_Task instructions_: The expected answer is a single number, namely how many lines in the data below hold the word "averaging".

===== Data extract

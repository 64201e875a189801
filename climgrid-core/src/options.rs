//! Options shared by the grid operations
//!
//! Every option has a default, so a configuration file only needs the keys
//! it wants to change:
//!
//! ```rust
//! use climgrid_core::options::{GridOptions, MonotonicPolicy};
//!
//! let options = GridOptions::from_toml_str(
//!     r#"
//!     lon_name = "longitude"
//!     lat_name = "latitude"
//!     monotonic_policy = "wrap_correct"
//!     "#,
//! )
//! .unwrap();
//!
//! assert_eq!(options.lon_name, "longitude");
//! assert_eq!(options.monotonic_policy, MonotonicPolicy::WrapCorrect);
//! assert_eq!(options.reindex_tolerance, 1e-3);
//! ```

use crate::errors::{GridError, GridResult};
use crate::grid::FloatValue;
use serde::{Deserialize, Serialize};

/// How grid-cell areas treat a longitude axis that is not monotonic
#[derive(Copy, Clone, Debug, Default, PartialEq, Eq, Serialize, Deserialize)]
#[serde(rename_all = "snake_case")]
pub enum MonotonicPolicy {
    /// Reject non-monotonic axes
    #[default]
    Strict,
    /// Unwrap 360 degree jumps in longitude before computing cell boundaries
    ///
    /// Latitude is always checked strictly.
    WrapCorrect,
}

/// Names and tolerances used by the grid operations
#[derive(Debug, Clone, PartialEq, Serialize, Deserialize)]
#[serde(default)]
pub struct GridOptions {
    /// Name of the longitude dimension and coordinate.
    ///
    /// Default: "lon"
    pub lon_name: String,

    /// Name of the latitude dimension and coordinate.
    ///
    /// Default: "lat"
    pub lat_name: String,

    /// Largest coordinate difference accepted when snapping masked data back
    /// onto the original coordinates (degrees).
    ///
    /// Default: 1e-3
    pub reindex_tolerance: FloatValue,

    /// Largest deviation of the summed cell areas from the surface area of
    /// the sphere before a warning is logged (percent).
    ///
    /// Default: 1e-4
    pub area_tolerance_percent: FloatValue,

    /// Handling of non-monotonic longitudes when computing cell areas.
    ///
    /// Default: strict
    pub monotonic_policy: MonotonicPolicy,
}

impl Default for GridOptions {
    fn default() -> Self {
        Self {
            lon_name: "lon".to_string(),
            lat_name: "lat".to_string(),
            reindex_tolerance: 1e-3,
            area_tolerance_percent: 1e-4,
            monotonic_policy: MonotonicPolicy::Strict,
        }
    }
}

impl GridOptions {
    /// Default options with custom coordinate names
    pub fn new(lon_name: &str, lat_name: &str) -> Self {
        Self {
            lon_name: lon_name.to_string(),
            lat_name: lat_name.to_string(),
            ..Self::default()
        }
    }

    pub fn with_monotonic_policy(mut self, policy: MonotonicPolicy) -> Self {
        self.monotonic_policy = policy;
        self
    }

    /// Parse options from a TOML document
    pub fn from_toml_str(document: &str) -> GridResult<Self> {
        let options: Self = toml::from_str(document)
            .map_err(|e| GridError::InvalidInput(format!("could not parse options: {}", e)))?;
        options.validate()?;
        Ok(options)
    }

    /// Check that the names differ and the tolerances are usable
    pub fn validate(&self) -> GridResult<()> {
        if self.lon_name == self.lat_name {
            return Err(GridError::InvalidInput(format!(
                "longitude and latitude must have different names, both are {}",
                self.lon_name
            )));
        }
        let valid = |tolerance: FloatValue| tolerance.is_finite() && tolerance >= 0.0;
        if !valid(self.reindex_tolerance) || !valid(self.area_tolerance_percent) {
            return Err(GridError::InvalidInput(
                "tolerances must be finite and non-negative".to_string(),
            ));
        }
        Ok(())
    }
}
//! Time axis helpers for CESM output
//!
//! CESM history files stamp monthly means at the end of each averaging
//! period. The midpoints of `time_bnds` give a more useful time axis.

use crate::calendar::{convert_to_datetime, Calendar};
use crate::errors::{GridError, GridResult};
use crate::grid::{FloatValue, Grid};
use chrono::NaiveDateTime;
use ndarray::{Axis, Ix2, IxDyn};

/// Earliest reference year accepted by [`time_from_bounds`] unless overridden
pub const DEFAULT_MIN_YEAR: i32 = 1701;

/// Names CESM (and CDO post-processing) use for the bounds dimension
const BOUNDS_DIMS: [&str; 2] = ["bnds", "nb2"];

/// Decoded time axis and bounds
#[derive(Debug, Clone, PartialEq)]
pub struct CesmTime {
    /// Midpoint of each averaging period
    pub time: Vec<NaiveDateTime>,
    /// Start and end of each averaging period
    pub time_bounds: Vec<[NaiveDateTime; 2]>,
}

/// Decode the midpoints of `time_bnds` into timestamps
///
/// The `units` and `calendar` attributes are read from the `time`
/// coordinate. If the reference year in the units is earlier than
/// `min_year` it is moved to `min_year`, which keeps dates from early model
/// years within the range supported by most datetime libraries.
///
/// # Errors
///
/// * [`GridError::KeyNotFound`] if `time`, `time_bnds` or the `units` and
///   `calendar` attributes are missing
/// * [`GridError::InvalidInput`] if `time_bnds` is not `(time, bnds)` or
///   `(time, nb2)` with two bounds per step
/// * Any error from [`convert_to_datetime`]
pub fn time_from_bounds(grid: &Grid, min_year: i32) -> GridResult<CesmTime> {
    let time = grid.coord("time")?;
    let units = time
        .attr("units")
        .ok_or_else(|| GridError::KeyNotFound("units attribute of time".to_string()))?;
    let calendar: Calendar = time
        .attr("calendar")
        .ok_or_else(|| GridError::KeyNotFound("calendar attribute of time".to_string()))?
        .parse()?;

    let bounds = grid.variable("time_bnds")?;
    let bounds_axis = BOUNDS_DIMS
        .iter()
        .find_map(|dim| bounds.axis_of(dim))
        .ok_or_else(|| {
            GridError::InvalidInput(format!(
                "time_bnds needs a {} dimension, has {:?}",
                BOUNDS_DIMS.join(" or "),
                bounds.dims()
            ))
        })?;
    let time_axis = bounds.axis_of("time").ok_or_else(|| {
        GridError::InvalidInput(format!(
            "time_bnds needs a time dimension, has {:?}",
            bounds.dims()
        ))
    })?;
    if bounds.dims().len() != 2 || bounds.shape()[bounds_axis] != 2 {
        return Err(GridError::InvalidInput(format!(
            "time_bnds must have shape (time, 2), has dims {:?} and shape {:?}",
            bounds.dims(),
            bounds.shape()
        )));
    }

    // Rows are time steps, columns are the two bounds
    let rows = bounds
        .values()
        .view()
        .permuted_axes(IxDyn(&[time_axis, bounds_axis]))
        .into_dimensionality::<Ix2>()
        .map_err(|e| GridError::RuntimeInvariant(format!("time_bnds is not 2-D: {}", e)))?;
    let midpoints: Vec<FloatValue> = rows
        .axis_iter(Axis(0))
        .map(|row| (row[0] + row[1]) / 2.0)
        .collect();
    let flat: Vec<FloatValue> = rows.iter().copied().collect();

    let time = convert_to_datetime(&midpoints, units, calendar, Some(min_year))?;
    let decoded_bounds = convert_to_datetime(&flat, units, calendar, Some(min_year))?;
    let time_bounds = decoded_bounds
        .chunks_exact(2)
        .map(|pair| [pair[0], pair[1]])
        .collect();

    Ok(CesmTime { time, time_bounds })
}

==========

_Answer for the task_: 3